2 March 2008
ART BLAKEY & THE JAZZ MESSENGERS - BUHAINA
Art Blakey for Prestige from 1973.
Woody Shaw (tp)Carter Jefferson(ts)Cedar Walton(p)Michel Howell(g)Mickey Bass(b)Art Blakey(d)Tony Waters(cga)Jon Hendricks(vcl)
More Woody on this underrated 70s session from Blakey and co."Mission Eternal" was a big dance cut for those with elastic legs back in the day at the Electric Ballroom and if that's your bag then make sure you check out "A Chant For Bu" and "One For Trane" which both move into similar fusion territory.
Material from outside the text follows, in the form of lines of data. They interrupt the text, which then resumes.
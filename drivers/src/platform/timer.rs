//! Clock backed by the BCM system timer.
//!
//! The system timer is a 64-bit free-running counter at 1 MHz. Without a
//! scheduler there is nothing to hand the core to, so sleeping parks it with
//! `yield` between counter reads. Hosts that can deschedule should supply
//! their own [`Clock`].

use crate::hal::timer::Clock;
use core::ptr::read_volatile;

const CLO: usize = 0x04;
const CHI: usize = 0x08;

#[derive(Debug)]
pub struct SystemTimerClock {
    base: usize,
}

impl SystemTimerClock {
    /// # Safety
    ///
    /// `base` must be the mapped address of the system timer registers.
    pub const unsafe fn new(base: usize) -> Self {
        Self { base }
    }

    fn read(&self, offset: usize) -> u32 {
        // SAFETY: `new` requires `base` to be mapped.
        unsafe { read_volatile((self.base + offset) as *const u32) }
    }

    /// Read the 64-bit counter without tearing across a low-word wrap.
    fn counter(&self) -> u64 {
        let hi1 = self.read(CHI);
        let lo = self.read(CLO);
        let hi2 = self.read(CHI);

        let (hi, lo) = if hi1 != hi2 {
            (hi2, self.read(CLO))
        } else {
            (hi1, lo)
        };

        ((hi as u64) << 32) | (lo as u64)
    }

    /// Idle until `us` microseconds have passed, calling `idle` between reads.
    /// Returns how many times it idled.
    fn wait_for(&self, us: u64, mut idle: impl FnMut()) -> u64 {
        let start = self.counter();
        let mut idled = 0;
        while self.counter().wrapping_sub(start) < us {
            idle();
            idled += 1;
        }
        idled
    }
}

/// Give up the core until the next event or a short hardware-defined delay.
fn relax() {
    #[cfg(target_arch = "aarch64")]
    // SAFETY: `yield` is a hint with no architectural side effects.
    unsafe {
        core::arch::asm!("yield", options(nomem, nostack, preserves_flags));
    }
    #[cfg(not(target_arch = "aarch64"))]
    core::hint::spin_loop();
}

impl Clock for SystemTimerClock {
    fn now_us(&self) -> u64 {
        self.counter()
    }

    fn sleep_us(&self, min_us: u32, _max_us: u32) {
        self.wait_for(u64::from(min_us), relax);
    }

    fn settle(&self, mut cycles: u32) {
        while cycles != 0 {
            core::hint::spin_loop();
            cycles -= 1;
        }
    }
}

#[cfg(test)]
mod tests {
    use super::*;

    /// CS, CLO and CHI of a timer whose low word sits at `lo`.
    fn registers(lo: u32, hi: u32) -> [u32; 3] {
        [0, lo, hi]
    }

    fn clock_over(regs: &mut [u32; 3]) -> SystemTimerClock {
        unsafe { SystemTimerClock::new(regs.as_mut_ptr() as usize) }
    }

    #[test]
    fn counter_joins_both_words() {
        let mut regs = registers(0x1234, 0x2);
        let clock = clock_over(&mut regs);
        assert_eq!(clock.now_us(), (2 << 32) | 0x1234);
    }

    #[test]
    fn wait_idles_until_the_counter_has_advanced() {
        let mut regs = registers(0xFFFF_FFF0, 0);
        let base = regs.as_mut_ptr();
        let (clo, chi) = unsafe { (base.add(1), base.add(2)) };
        let clock = unsafe { SystemTimerClock::new(base as usize) };

        // Each idle lets 5 µs pass, carrying into the high word.
        let idled = clock.wait_for(40, || unsafe {
            let lo = clo.read_volatile();
            let (lo, carry) = lo.overflowing_add(5);
            clo.write_volatile(lo);
            if carry {
                chi.write_volatile(chi.read_volatile() + 1);
            }
        });

        assert_eq!(idled, 8);
        assert_eq!(clock.now_us(), (1 << 32) | 0x18);
    }

    #[test]
    fn zero_wait_does_not_idle() {
        let mut regs = registers(7, 0);
        let clock = clock_over(&mut regs);
        assert_eq!(clock.wait_for(0, || panic!("idled")), 0);
    }
}
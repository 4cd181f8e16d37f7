use super::Device;
use crate::hal::serial::UartError;
use crate::hal::timer::{Clock, wait_until};
use crate::hw::aux::LineStatus;
use crate::hw::{Register, RegisterAccess};
use log::warn;

/// Carriage returns emitted for each line feed in a buffer.
///
/// Every line feed is preceded by a carriage return at the byte level. With
/// `Doubled`, buffer transmission adds one more in front of it, giving
/// CR CR LF on the wire. Legacy hosts were written against that framing, so
/// it stays the default.
#[derive(Debug, Default, Copy, Clone, PartialEq, Eq)]
pub enum NewlineTranslation {
    /// LF is sent as CR CR LF.
    #[default]
    Doubled,
    /// LF is sent as CR LF.
    Single,
}

/// Outcome of a transmit call.
#[derive(Debug, Default, Copy, Clone, PartialEq, Eq)]
pub struct TxReport {
    /// Bytes placed in the transmit FIFO, including inserted carriage returns.
    pub written: usize,
    /// Bytes dropped because no FIFO space appeared in time.
    pub timeouts: usize,
}

impl<R: RegisterAccess, C: Clock> Device<R, C> {
    /// Transmit one byte (CR LF for a line feed) as a single unit.
    pub fn send_byte(&self, byte: u8) -> Result<(), UartError> {
        let _tx = self.enter(&self.tx);
        let mut report = TxReport::default();
        self.transmit(byte, &mut report);
        if report.timeouts > 0 {
            return Err(UartError::TxTimeout);
        }
        Ok(())
    }

    /// Transmit `bytes` without interleaving with any other sender.
    ///
    /// A byte that times out is dropped and counted; the rest of the buffer
    /// is still attempted.
    pub fn send_buffer(&self, bytes: &[u8]) -> TxReport {
        let _tx = self.enter(&self.tx);
        let mut report = TxReport::default();

        for &byte in bytes {
            if byte == b'\n' && self.options.newline == NewlineTranslation::Doubled {
                self.transmit(b'\r', &mut report);
            }
            self.transmit(byte, &mut report);
        }

        report
    }

    /// Caller must be inside the transmit section.
    fn transmit(&self, byte: u8, report: &mut TxReport) {
        if byte == b'\n' {
            self.transmit(b'\r', report);
        }

        let space = wait_until(
            &self.clock,
            self.options.tx_timeout_us,
            self.options.tx_poll,
            || self.line_status().contains(LineStatus::TX_EMPTY),
        );

        if !space {
            self.stats.record_tx_error();
            report.timeouts += 1;
            warn!("TX timeout occurred");
            return;
        }

        self.regs.write32(Register::MuIo, u32::from(byte));
        self.stats.record_tx_byte();
        report.written += 1;
    }
}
During the decade of the 1970s, American audiences abandoned acoustic jazz, and Blakey struggled to retain first-class musicians and the support of record labels and club owners in the U.S. Setting aside his neo-bop classicism, which he pioneered, Blakey took in band members whose tastes were decidedly more pop than jazz. Chuck Mangione's little-known stay in the Messengers's trumpet chair was perhaps the ultimate reflection of the breakdown in the cultural concensus about the elements of authentic jazz. Yet for Blakey afficianados, the 1970s have much to offer, as this and his two other lps on Prestige demonstrate. Maybe a cut below Blakey's best recordings of the 1960s, these albums nevertheless show an awareness of the avant-garde, a taste for Latin beats and inspired performances by strong sidemen. Cedar Walton anchors the group on piano and contributes some strong compositions, notably Mission Eternal. Carter Jefferson, an inventive saxophonist who deserves wider appreciation, strikes a good balance between fidelity to standards and the inevitable search for new sounds. His solo on "Gertrude's Bounce" is brutish yet melodic. Vocalist Jon Hendricks, who joins the group on two cuts, is mesmerizing on the jazz standard "Moanin'" and ghostly on "Along Came Betty," an original by Benny Golson that Hendricks put lyrics to. And conga player Tony Waters is steady throughout, no small achievement given Blakey's commanding presence on drums.
Ripped @320 from the original vinyl.